As soon as you take it out of the box, you’ll be able to tell that the KitchenAid Rice and Grain cooker is different. In addition to the primary cooking vessel, it has a water reservoir connected by a flat base with a small touchscreen control in the corner. To use it, you choose a setting from the menu of options, which includes 21 preset cooking modes for beans, legumes, whole grains, and rice. Within each setting, the machine provides options for doneness level, as well as specification for whether or not you’ve rinsed the ingredients or if they are dry. Once you select your cooking mode, the screen prompts you to fill the cooking bowl with your ingredient of choice. After that, you close the lid and press start. The machine will then add a preprogrammed amount of water from the reservoir based on the weight in the pot and provide you with an approximate cooking time, depending on the setting.

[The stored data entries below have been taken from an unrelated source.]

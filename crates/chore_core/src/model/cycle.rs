//! Cycle headers and assignment history.
//!
//! # Responsibility
//! - Describe one scheduling run (`Cycle`) and the facts it produced
//!   (`Assignment`).
//!
//! # Invariants
//! - `Cycle::sequence` is strictly increasing across the ledger and is the
//!   only ordering primitive. Cycle ids are opaque labels.
//! - Assignment ids are `{cycle_id}_a{NN}` with a 1-based two-digit index.

use crate::model::household::{ChoreId, MemberId, RoomId};
use serde::{Deserialize, Serialize};

/// Opaque, human-readable cycle label (for example `2026-10-17_093015`).
pub type CycleId = String;

/// Header record of one completed scheduling run.
#[derive(Debug, Clone, PartialEq, Eq, Serialize, Deserialize)]
pub struct Cycle {
    pub id: CycleId,
    /// Monotonic position of this cycle in the ledger, starting at 1.
    pub sequence: u64,
    /// Unix epoch milliseconds.
    pub created_at: i64,
    pub total_chores: u32,
}

/// Lifecycle state of one assignment row.
#[derive(Debug, Clone, Copy, PartialEq, Eq, Serialize, Deserialize)]
#[serde(rename_all = "snake_case")]
pub enum AssignmentStatus {
    /// Produced by the scheduler.
    Assigned,
    /// Marked done after the fact.
    Completed,
    /// Marked as not done after the fact.
    Skipped,
}

impl AssignmentStatus {
    pub fn as_str(self) -> &'static str {
        match self {
            Self::Assigned => "assigned",
            Self::Completed => "completed",
            Self::Skipped => "skipped",
        }
    }

    pub fn parse(value: &str) -> Option<Self> {
        match value {
            "assigned" => Some(Self::Assigned),
            "completed" => Some(Self::Completed),
            "skipped" => Some(Self::Skipped),
            _ => None,
        }
    }
}

/// Immutable historical fact: one chore given to one member of one room.
#[derive(Debug, Clone, PartialEq, Eq, Serialize, Deserialize)]
pub struct Assignment {
    pub id: String,
    pub cycle_id: CycleId,
    pub chore_id: ChoreId,
    pub room_id: RoomId,
    pub member_id: MemberId,
    pub status: AssignmentStatus,
    /// Whether the no-consecutive rule was waived to fill this slot.
    #[serde(default)]
    pub relaxed: bool,
    /// Unix epoch milliseconds.
    pub created_at: i64,
}

/// Builds the assignment id for the `index`-th (0-based) pick of a cycle.
pub fn assignment_id(cycle_id: &str, index: usize) -> String {
    format!("{cycle_id}_a{:02}", index + 1)
}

We tested several different cooking modes to get a sense of how it cooked different types of grains. We cooked white rice, short- and long-grain brown rice, oatmeal, quinoa, and different varieties of beans.

What I liked about the KitchenAid Grain and Rice Cooker:

The machine did a solid job cooking rice and other grains. I made several different batches of grains on the “regular” setting (as opposed to, “soft” and “firm”) and each batch came out with well-cooked, firm, and intact grains. In general, I’d say this machine cooks on the drier side, which is great for people particularly averse to even the slightest presence of mush in their rice. I’ve used dozens of rice cookers, and I think most Zojirushi models, which set the standard in our testing, balance moisture and firmness more successfully and deliver a more desirable result. But this is subjective, and I, alongside several of my coworkers, thought there would be a group of firm rice eaters who would appreciate what the KitchenAid can do.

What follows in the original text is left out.